When I got home, I could barely look at my DED poster. Balthazar looked too much like the Guy, with his long hair and his high cheekbones, that slim, strong body, the tight black pants. I was confused. Part of my fantasy, part of my empowerment, was that Balthazar and his band and the others who were a part of that music world would accept me, and I would belong, standing like Marie-Lise next to someone like the Guy, allied, ready to beat the shit out of the assholes and prove our superiority, together. If the Guy thought I was an idiot, would Balthazar too?

But, in the end, metal was still mine. Just because the Guy liked it too and he was an asshole didn’t mean that I was going to allow him to ruin it for me. Fuck him. He could look at me like I was an idiot. It didn’t matter.

However, I couldn’t face DED right then, so Gurgol it was. I blasted my favourite song of theirs.
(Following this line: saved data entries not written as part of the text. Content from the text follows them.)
//! Effective schema resolution.
//!
//! Turns a raw [`SchemaNode`] into the schema every other component works
//! on: `$ref` pointers are expanded against the definitions table, `allOf`
//! parts are merged, already fetched remote fragments are merged in, and the
//! node's `condition` is evaluated against the whole form data.

use std::collections::HashMap;

use serde_json::Value;

use crate::{
    error::{FormError, Result},
    schema::{Definitions, SchemaNode},
};

const DEFINITIONS_PREFIX: &str = "#/definitions/";
const DEFS_PREFIX: &str = "#/$defs/";

/// Remote schema fragments that the caller has already fetched, keyed by URL.
#[derive(Debug, Clone, Default)]
pub struct FragmentStore {
    fragments: HashMap<String, SchemaNode>,
}

impl FragmentStore {
    pub fn new() -> Self {
        Self::default()
    }

    pub fn insert(&mut self, url: impl Into<String>, fragment: SchemaNode) {
        self.fragments.insert(url.into(), fragment);
    }

    pub fn get(&self, url: &str) -> Option<&SchemaNode> {
        self.fragments.get(url)
    }

    pub fn len(&self) -> usize {
        self.fragments.len()
    }

    pub fn is_empty(&self) -> bool {
        self.fragments.is_empty()
    }
}

/// Inputs shared by every resolution in one render pass.
#[derive(Clone, Copy)]
pub struct ResolveContext<'a> {
    pub definitions: &'a Definitions,
    pub fragments: &'a FragmentStore,
    /// The whole current form value, used by conditions.
    pub ref_data: &'a Value,
}

/// Outcome of evaluating a node's `condition`.
#[derive(Debug, Clone, Copy, PartialEq, Eq)]
pub enum Activation {
    /// No condition declared.
    Unconditional,
    /// Condition holds: the field is shown and required.
    Active,
    /// Condition fails: the field is not rendered.
    Inactive,
}

impl Activation {
    pub fn is_active(self) -> bool {
        self != Activation::Inactive
    }

    pub fn forces_required(self) -> bool {
        self == Activation::Active
    }
}

/// An effective schema together with its activation.
#[derive(Debug, Clone, PartialEq)]
pub struct Resolved {
    pub schema: SchemaNode,
    pub activation: Activation,
}

/// Resolve `node` into its effective schema and evaluate its condition.
pub fn resolve(node: &SchemaNode, ctx: &ResolveContext<'_>) -> Result<Resolved> {
    let schema = Expander::new(ctx.definitions, Some(ctx.fragments)).expand(node)?;
    let activation = match &schema.condition {
        None => Activation::Unconditional,
        Some(condition) if condition.evaluate(ctx.ref_data) => Activation::Active,
        Some(_) => Activation::Inactive,
    };
    Ok(Resolved { schema, activation })
}

/// Expand `$ref` and `allOf` of `node` without touching remote fragments.
pub fn retrieve_schema(node: &SchemaNode, definitions: &Definitions) -> Result<SchemaNode> {
    Expander::new(definitions, None).expand(node)
}

/// Expand references and merge remote fragments, ignoring conditions.
pub fn effective_schema(
    node: &SchemaNode,
    definitions: &Definitions,
    fragments: &FragmentStore,
) -> Result<SchemaNode> {
    Expander::new(definitions, Some(fragments)).expand(node)
}

struct Expander<'a> {
    definitions: &'a Definitions,
    fragments: Option<&'a FragmentStore>,
    /// Pointers currently being expanded.
    visiting: Vec<String>,
}

impl<'a> Expander<'a> {
    fn new(definitions: &'a Definitions, fragments: Option<&'a FragmentStore>) -> Self {
        Self {
            definitions,
            fragments,
            visiting: Vec::new(),
        }
    }

    fn expand(&mut self, node: &SchemaNode) -> Result<SchemaNode> {
        let current = self.expand_refs(node)?;
        let (Some(fragments), Some(url)) = (self.fragments, current.remote.as_deref()) else {
            return Ok(current);
        };
        let Some(fragment) = fragments.get(url) else {
            debug!("remote fragment {url} not fetched yet, keeping placeholder");
            return Ok(current);
        };
        debug!("merging remote fragment {url}");
        let mut placeholder = current.clone();
        placeholder.remote = None;
        let merged = placeholder.overlay(fragment)?;
        if merged.reference.is_none() && merged.all_of.is_empty() && merged.remote.is_none() {
            return Ok(merged);
        }
        if self.visiting.iter().any(|p| p == url) {
            let mut chain = std::mem::take(&mut self.visiting);
            chain.push(url.to_string());
            return Err(FormError::CyclicReference { chain });
        }
        self.visiting.push(url.to_string());
        let expanded = self.expand(&merged);
        self.visiting.pop();
        expanded
    }

    fn expand_refs(&mut self, node: &SchemaNode) -> Result<SchemaNode> {
        let mut node = match &node.reference {
            Some(pointer) => {
                let target = self.enter(pointer)?;
                let resolved = self.expand_refs(target);
                self.visiting.pop();

                let mut local = node.clone();
                local.reference = None;
                if local.is_empty() {
                    resolved?
                } else {
                    resolved?.overlay(&local)?
                }
            }
            None => node.clone(),
        };

        if !node.all_of.is_empty() {
            let parts = std::mem::take(&mut node.all_of);
            let mut merged = SchemaNode::default();
            for part in &parts {
                merged = conjoin(&merged, &self.expand_refs(part)?)?;
            }
            node = conjoin(&merged, &node)?;
        }
        Ok(node)
    }

    fn enter(&mut self, pointer: &str) -> Result<&'a SchemaNode> {
        if self.visiting.iter().any(|p| p == pointer) {
            let mut chain = std::mem::take(&mut self.visiting);
            chain.push(pointer.to_string());
            return Err(FormError::CyclicReference { chain });
        }
        let target = self.lookup(pointer)?;
        debug!("expanding {pointer}");
        self.visiting.push(pointer.to_string());
        Ok(target)
    }

    fn lookup(&self, pointer: &str) -> Result<&'a SchemaNode> {
        let definitions = self.definitions;
        pointer
            .strip_prefix(DEFINITIONS_PREFIX)
            .or_else(|| pointer.strip_prefix(DEFS_PREFIX))
            .map(|name| name.replace("~1", "/").replace("~0", "~"))
            .and_then(|name| definitions.get(&name))
            .ok_or_else(|| FormError::UnresolvedReference {
                pointer: pointer.to_string(),
            })
    }
}

/// Overlay `top` on `base`, uniting their `properties` and `required` lists.
fn conjoin(base: &SchemaNode, top: &SchemaNode) -> Result<SchemaNode> {
    let mut merged = base.overlay(top)?;
    let mut properties = base.properties.clone();
    properties.extend(top.properties.clone());
    merged.properties = properties;
    let mut required = base.required.clone();
    for name in &top.required {
        if !required.contains(name) {
            required.push(name.clone());
        }
    }
    merged.required = required;
    Ok(merged)
}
Your face is like a mask and I want to break it.

Your life is in my hands and I’m going to take it.

What did you say to me?

You turn your back on me?

I put my knife in you.

Your life is such a joke that it makes me laugh.

You just can’t seem to see that you’re made of crap.

Soon you’ll understand.

When your blood is on my hands.

I bet Marie-Lise encountered guys, even in the metal scene, who’d try to make her into a joke. She was better than letting some asshole ruin how she felt. If anything, I bet it made her stronger. It gave her more hate, which would make her more creative. Sure, it was a guy singing, but her bass was there. She felt this song. She felt every word that the singer was feeling.

If anything, the Guy was just an asshole in disguise. He’d missed the true meaning of metal music, which was so obvious to me: hating assholes and empowering yourself against them. I started to feel elated. He didn’t get it. I had won. I understood it and, despite his obvious disinterest in how little I knew, I was more metal than him. Maybe he knew something about a scene, but what I knew was more important. I decided to try to write something. Inspired by the Guy.

Did you pay, what, a dime for that disguise?

You suck and fail, that’s no surprise.

Others like me hear my call.

We orchestrate it when you fall.

First I tear out your blue, blind eyes.

Such a sexy voice, such tortured cries.

And blood will fill this hollow hall,

Cause I’m the wickedest witch of all.

It was one of the best things I had ever written.

In fact, I submitted it as a poem in my English class. The teacher, Ms. Voree, returned it with a good mark, but with some comments in red ink. Disturbing. Have you been watching horror movies? With a smiley-face beside it. She also mentioned that the word “suck” was a bit too much slang for the assignment. I didn’t care. I knew I was a good writer. And I was extremely proud of what I had written. It might not have been the perfect fit for my stupid school, but fuck it, neither was I.

xXx

Whenever I saw the Guy in the halls or in the cafeteria, I ignored him. Seeing him made me feel a bit stupid, but then I would just repeat to myself I’m the wickedest witch of all, and I’d feel better. Picturing myself pulling out the eyes of that faker made me feel great too.

Of course I told Josephine what had happened, and after wincing over my moronic use of the word “grapevine,” she tried to help me rally.